The film? It was ok. The time lines were disjointed, the Spitfire scenes relatively unbelievable and clunky – there’s one section when the last Spitfire, out of fuel and about to land on the beach at Dunkirk flies low along the shoreline. It was obviously staged, maybe some green screen. It felt like something from a 1960s blockbuster. And the story itself so well known that nothing new, no new insights were revealed. Part of me, brought up on the rightness of the fight, the heroics of the flotilla of little boats turning a clear defeat into some sort of glorious withdrawal, cheered but another part wondered at the French, defending the withdrawal with little hope that they would get away. Weren’t they the heroes here? Really? Oh well, I think I’m tired of the expectations that we should keep cheering these narrow parts of our past without seeing a wider perspective – how the hell the generals got us into such a mess for instance. But still, there’s always a Treasure to keep our spirits high.
Maybe I didn’t go for it in a big way was because we had the ice cream at home, having been ripped off the last time. It’s not the same, whatever we told ourselves…
The second event was an Art exhibition. A few years ago – a very few indeed – and a man who likes to dress as a woman would be the last person who would be elevated to Treasure status. Ditto a gay man. Stephen Fry is a Treasure and so is Grayson Perry. Articulate, happy to explore their own weaknesses – Fry’s dissection of his bi-polar disorder was a powerful and painful piece of TV – we embrace them, at a certain level of wonder, and we thus congratulate ourselves on our tolerance. Yes, we say, we can have such people as Treasures. Are we tolerant? Maybe.
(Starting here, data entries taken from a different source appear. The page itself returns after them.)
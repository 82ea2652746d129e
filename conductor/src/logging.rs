//! Diagnostic tracing for the conductor.
//!
//! Spans carry the task name, stage, and retry count, so interleaved output
//! from concurrently running agents stays attributable. Nothing here is
//! persisted; the status store is the durable record of progress.

use tracing_subscriber::{EnvFilter, fmt, layer::SubscriberExt, util::SubscriberInitExt};

/// Initialize the tracing subscriber.
///
/// Reads `RUST_LOG`, defaulting to `warn`. Output goes to stderr in compact
/// format so stdout stays reserved for command output.
///
/// # Example
/// ```bash
/// RUST_LOG=conductor=info conductor build design.md
/// ```
pub fn init() {
    let filter = EnvFilter::try_from_default_env().unwrap_or_else(|_| EnvFilter::new("warn"));

    tracing_subscriber::registry()
        .with(filter)
        .with(fmt::layer().with_writer(std::io::stderr).compact())
        .init();
}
There are some people of colour appearing in the Treasurehood these days – Sir Trevor MacDonald maybe; Lenny Henry? Not many black women outside of the sporting sphere – Dame Kelly Holmes, Dame Jessica Ennis. Not many Muslims for sure. A fair few women though – Helen Mirren, Julie Waters to name two.
I know, I know this is so subjective and you may well have additions and deletions that will (I hope) fill the comments. But the grand thing about Grayson joining the Treasurehood is we get exhibitions like that at the Serpentine Gallery.
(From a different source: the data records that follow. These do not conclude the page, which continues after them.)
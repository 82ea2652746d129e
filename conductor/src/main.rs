//! Command-line entry point for the conductor.
//!
//! `build` plans the given design documents and runs every task; `status`
//! prints the persisted status board; `resume` hands guidance to a paused
//! task and runs a short guided cycle.

use std::fs;
use std::path::{Path, PathBuf};
use std::sync::Arc;

use anyhow::{Context, Result, bail};
use clap::{Parser, Subcommand};
use conductor::agent::TaskAgent;
use conductor::core::types::Stage;
use conductor::exit_codes;
use conductor::io::config::{ConductorConfig, load_config, write_config};
use conductor::io::oracle::CommandOracle;
use conductor::io::paths::ConductorPaths;
use conductor::io::status_store::StatusStore;
use conductor::io::test_runner::CommandTestRunner;
use conductor::logging;
use conductor::orchestrator::{Orchestrator, RunReport};

#[derive(Parser)]
#[command(
    name = "conductor",
    version,
    about = "Run oracle-driven build tasks concurrently with resumable guidance"
)]
struct Cli {
    /// Project root holding `.conductor/` and `generated/`.
    #[arg(long, global = true, default_value = ".")]
    root: PathBuf,

    #[command(subcommand)]
    command: Command,
}

#[derive(Subcommand)]
enum Command {
    /// Write a default `.conductor/config.toml` if missing.
    Init {
        /// Overwrite an existing config.
        #[arg(short, long)]
        force: bool,
    },
    /// Plan the design documents and run every task.
    Build {
        /// Design documents, concatenated in the order given.
        #[arg(required = true)]
        docs: Vec<PathBuf>,
    },
    /// Print the persisted status of every task.
    Status {
        #[arg(long)]
        json: bool,
    },
    /// Resume a task paused for guidance.
    Resume {
        task: String,
        /// Free-text guidance for the next implementation attempt.
        #[arg(short, long)]
        guidance: Option<String>,
        /// The documents the task set was built from.
        #[arg(required = true)]
        docs: Vec<PathBuf>,
    },
}

fn main() {
    logging::init();
    match run() {
        Ok(code) => std::process::exit(code),
        Err(err) => {
            eprintln!("{:#}", err);
            std::process::exit(exit_codes::INVALID);
        }
    }
}

fn run() -> Result<i32> {
    let cli = Cli::parse();
    let paths = ConductorPaths::new(&cli.root);
    match cli.command {
        Command::Init { force } => cmd_init(&paths, force),
        Command::Build { docs } => cmd_build(&paths, &docs),
        Command::Status { json } => cmd_status(&paths, json),
        Command::Resume {
            task,
            guidance,
            docs,
        } => cmd_resume(&paths, &task, guidance.as_deref(), &docs),
    }
}

fn cmd_init(paths: &ConductorPaths, force: bool) -> Result<i32> {
    fs::create_dir_all(&paths.state_dir)
        .with_context(|| format!("create {}", paths.state_dir.display()))?;
    fs::create_dir_all(&paths.cache_dir)
        .with_context(|| format!("create {}", paths.cache_dir.display()))?;
    if force || !paths.config_path.exists() {
        write_config(&paths.config_path, &ConductorConfig::default())?;
        println!("wrote {}", paths.config_path.display());
    }
    Ok(exit_codes::OK)
}

fn cmd_build(paths: &ConductorPaths, docs: &[PathBuf]) -> Result<i32> {
    let document = read_documents(docs)?;
    let mut orchestrator = orchestrator(paths)?;
    let report = orchestrator.run(&document)?;
    for outcome in &report.outcomes {
        match &outcome.error {
            Some(err) => println!("{}\t{}\t{}", outcome.name, outcome.stage, err),
            None => println!("{}\t{}", outcome.name, outcome.stage),
        }
    }
    Ok(report_exit_code(&report))
}

fn cmd_status(paths: &ConductorPaths, json: bool) -> Result<i32> {
    let board = StatusStore::new(&paths.status_path).read_all()?;
    if json {
        println!("{}", serde_json::to_string_pretty(&board).context("serialize status")?);
        return Ok(exit_codes::OK);
    }
    if board.is_empty() {
        println!("no status available");
        return Ok(exit_codes::OK);
    }
    for record in board.values() {
        println!(
            "{}\t{}\tretries={}\t{}",
            record.name, record.stage, record.retry_count, record.backend_identity
        );
    }
    Ok(exit_codes::OK)
}

fn cmd_resume(
    paths: &ConductorPaths,
    task: &str,
    guidance: Option<&str>,
    docs: &[PathBuf],
) -> Result<i32> {
    let document = read_documents(docs)?;
    let mut orchestrator = orchestrator(paths)?;
    orchestrator.prepare(&document)?;
    let completed = orchestrator.resume_guided(task, guidance)?;
    if completed {
        println!("{task}\t{}", Stage::Completed);
        return Ok(exit_codes::OK);
    }

    let Some(handle) = orchestrator.get_task(task) else {
        bail!("task {task} disappeared during resume");
    };
    let agent = handle
        .lock()
        .map_err(|_| anyhow::anyhow!("agent {task} lock poisoned"))?;
    println!("{task}\t{}", agent.stage());
    if agent.stage() == Stage::PausedForGuidance {
        println!();
        println!("{}", agent.interactive_prompt()?);
        return Ok(exit_codes::PAUSED);
    }
    Ok(exit_codes::INVALID)
}

fn orchestrator(paths: &ConductorPaths) -> Result<Orchestrator> {
    let config = load_config(&paths.config_path)?;
    let oracle = Arc::new(CommandOracle::new(config.oracle.clone()));
    let test_runner = Arc::new(CommandTestRunner::new(config.test_runner.clone()));
    Orchestrator::new(paths.clone(), config, oracle, test_runner)
}

fn read_documents(docs: &[PathBuf]) -> Result<String> {
    let texts = docs
        .iter()
        .map(|path| read_document(path))
        .collect::<Result<Vec<_>>>()?;
    Ok(texts.join("\n\n"))
}

fn read_document(path: &Path) -> Result<String> {
    fs::read_to_string(path).with_context(|| format!("read design document {}", path.display()))
}

fn report_exit_code(report: &RunReport) -> i32 {
    if report.count(Stage::Failed) > 0 {
        exit_codes::INVALID
    } else if report.count(Stage::PausedForGuidance) > 0 {
        exit_codes::PAUSED
    } else {
        exit_codes::OK
    }
}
It just stops you and makes you think – about belonging and masculinity and all sorts of elements that make up society. And he has an extraordinary way, for one so patently out of kilter with any sort of standard set of behaviours, in engaging people from all walks of life.
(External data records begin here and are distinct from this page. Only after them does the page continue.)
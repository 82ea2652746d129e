//! Turns a design document into the task set for a run.
//!
//! One extraction call and one batched plan call per document fingerprint;
//! later runs over the same inputs are served from the plan cache.

use anyhow::Result;
use serde::Deserialize;
use tracing::{info, instrument, warn};

use crate::core::structured::parse_structured;
use crate::core::types::{Component, Plan, Task};
use crate::io::oracle::Oracle;
use crate::io::plan_cache::{CacheEntry, PlanCache};
use crate::io::prompt::PromptEngine;

/// One element of the batched plan response.
#[derive(Debug, Deserialize)]
struct PlannedComponent {
    name: String,
    #[serde(default)]
    plan: Option<Plan>,
}

pub struct Planner<'a> {
    oracle: &'a dyn Oracle,
    prompts: &'a PromptEngine,
    cache: PlanCache,
    prompt_version: String,
}

impl<'a> Planner<'a> {
    pub fn new(
        oracle: &'a dyn Oracle,
        prompts: &'a PromptEngine,
        cache: PlanCache,
        prompt_version: impl Into<String>,
    ) -> Self {
        Self {
            oracle,
            prompts,
            cache,
            prompt_version: prompt_version.into(),
        }
    }

    /// Build the task list for `document`, consulting the cache first.
    ///
    /// A cache hit is returned verbatim. On a miss, malformed oracle output
    /// fails with [`ConductorError::PlanParse`](crate::error::ConductorError)
    /// and nothing is cached.
    #[instrument(skip_all, fields(doc_bytes = document.len()))]
    pub fn plan_all(&self, document: &str) -> Result<Vec<Task>> {
        if document.trim().is_empty() {
            info!("empty design document, no tasks");
            return Ok(Vec::new());
        }

        let model = self.oracle.model_id();
        let key = PlanCache::hash(document, model, &self.prompt_version);
        let mut cache = self.cache.load()?;
        if let Some(entry) = cache.get(&key) {
            info!(fingerprint = %&key[..12], tasks = entry.plan.len(), "plan cache hit");
            return Ok(entry.plan.clone());
        }

        let components = self.extract_components(document)?;
        let tasks = if components.is_empty() {
            warn!("no components extracted from document");
            Vec::new()
        } else {
            self.plan_components(components)?
        };

        cache.insert(
            key.clone(),
            CacheEntry::new(tasks.clone(), model, &self.prompt_version),
        );
        self.cache.save(&cache)?;
        info!(fingerprint = %&key[..12], tasks = tasks.len(), "plan cached");
        Ok(tasks)
    }

    fn extract_components(&self, document: &str) -> Result<Vec<Component>> {
        let prompt = self.prompts.extract_components(document)?;
        let generation = self.oracle.generate(&prompt)?;
        let components: Option<Vec<Component>> =
            parse_structured("component list", &generation.text)?;
        Ok(components.unwrap_or_default())
    }

    fn plan_components(&self, components: Vec<Component>) -> Result<Vec<Task>> {
        let prompt = self.prompts.unified_plan(&components)?;
        let generation = self.oracle.generate(&prompt)?;
        let planned: Option<Vec<PlannedComponent>> =
            parse_structured("unified plan", &generation.text)?;
        let mut planned = planned.unwrap_or_default();

        let tasks = components
            .into_iter()
            .map(|component| {
                let plan = take_plan(&mut planned, &component.name);
                if plan.is_none() {
                    warn!(task = %component.name, "no plan returned for component");
                }
                Task::from_component(component, plan)
            })
            .collect();
        Ok(tasks)
    }
}

/// Remove and return the plan for `name`, preferring an exact match over a
/// case-insensitive one.
fn take_plan(planned: &mut Vec<PlannedComponent>, name: &str) -> Option<Plan> {
    let idx = planned
        .iter()
        .position(|p| p.name == name)
        .or_else(|| {
            planned
                .iter()
                .position(|p| p.name.trim().eq_ignore_ascii_case(name.trim()))
        })?;
    planned.remove(idx).plan
}

#[cfg(test)]
mod tests {
    use super::*;
    use crate::error::ConductorError;
    use crate::io::prompt::PromptKind;
    use crate::test_support::{ScriptedOracle, components_yaml, workspace};

    fn cache(root: &std::path::Path) -> PlanCache {
        PlanCache::new(root.join("plan_cache.json"), false)
    }

    #[test]
    fn cache_hit_skips_the_oracle() {
        let dir = workspace();
        let oracle = ScriptedOracle::for_components(&["Parser", "Lexer"]);
        let prompts = PromptEngine::new().expect("prompts");
        let planner = Planner::new(&oracle, &prompts, cache(dir.path()), "v1");

        let first = planner.plan_all("A parser and a lexer.").expect("first");
        assert_eq!(oracle.calls(), 2);
        let second = planner.plan_all("A parser and a lexer.").expect("second");

        assert_eq!(first, second);
        assert_eq!(oracle.calls(), 2);
        assert_eq!(cache(dir.path()).load().expect("load").len(), 1);
        assert_eq!(first[0].name, "Parser");
        assert_eq!(
            first[0].plan.as_ref().map(|p| p.purpose.as_str()),
            Some("build Parser")
        );
    }

    #[test]
    fn schema_version_change_misses_the_cache() {
        let dir = workspace();
        let oracle = ScriptedOracle::for_components(&["Parser"]);
        let prompts = PromptEngine::new().expect("prompts");

        Planner::new(&oracle, &prompts, cache(dir.path()), "v1")
            .plan_all("doc")
            .expect("v1");
        Planner::new(&oracle, &prompts, cache(dir.path()), "v2")
            .plan_all("doc")
            .expect("v2");

        assert_eq!(oracle.calls_of(PromptKind::ExtractComponents), 2);
        assert_eq!(cache(dir.path()).load().expect("load").len(), 2);
    }

    #[test]
    fn empty_document_makes_no_calls() {
        let dir = workspace();
        let oracle = ScriptedOracle::for_components(&["Parser"]);
        let prompts = PromptEngine::new().expect("prompts");
        let planner = Planner::new(&oracle, &prompts, cache(dir.path()), "v1");

        assert!(planner.plan_all("  \n").expect("plan").is_empty());
        assert_eq!(oracle.calls(), 0);
    }

    #[test]
    fn malformed_plan_is_fatal_and_keeps_raw_text() {
        let dir = workspace();
        let components = components_yaml(&["Parser"]);
        let oracle = ScriptedOracle::new(move |prompt| {
            Ok(match PromptKind::of(prompt) {
                Some(PromptKind::ExtractComponents) => components.clone(),
                _ => "```yaml\n- name: [unclosed\n```".to_string(),
            })
        });
        let prompts = PromptEngine::new().expect("prompts");
        let planner = Planner::new(&oracle, &prompts, cache(dir.path()), "v1");

        let err = planner.plan_all("doc").expect_err("parse failure");
        match err.downcast_ref::<ConductorError>() {
            Some(ConductorError::PlanParse { what, raw, .. }) => {
                assert_eq!(*what, "unified plan");
                assert!(raw.contains("[unclosed"));
            }
            other => panic!("unexpected error: {other:?}"),
        }
        assert!(cache(dir.path()).load().expect("load").is_empty());
    }

    #[test]
    fn components_without_plans_are_kept() {
        let dir = workspace();
        let components = components_yaml(&["Parser", "Lexer"]);
        let oracle = ScriptedOracle::new(move |prompt| {
            Ok(match PromptKind::of(prompt) {
                Some(PromptKind::ExtractComponents) => components.clone(),
                _ => "- name: parser\n  plan:\n    purpose: parse\n".to_string(),
            })
        });
        let prompts = PromptEngine::new().expect("prompts");
        let planner = Planner::new(&oracle, &prompts, cache(dir.path()), "v1");

        let tasks = planner.plan_all("doc").expect("plan");
        assert_eq!(tasks.len(), 2);
        assert_eq!(tasks[0].plan.as_ref().map(|p| p.purpose.as_str()), Some("parse"));
        assert!(tasks[1].plan.is_none());
    }
}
He oozes empathy with a curious intellect.
Some time ago, following the success of the British Museum’s History of the World in 100 objects they invited Grayson to select objects from their collection and interpret them, look at the craftspeople behind them.
Have a look at what he came up with
I spent two hours thinking, pondering, reassessing.
Unlike with Dunkirk, I reviewed rather than viewed.
A Treasure reinforcing his status rather than propping up a old conceit.
That’s what Treasurers should do.
Use your place to take the envelope and don’t just push it: kick it down the road.
Though so far as the Top Treasure is concerned, just carrying on being. Sir David Attenborough will never be replaced.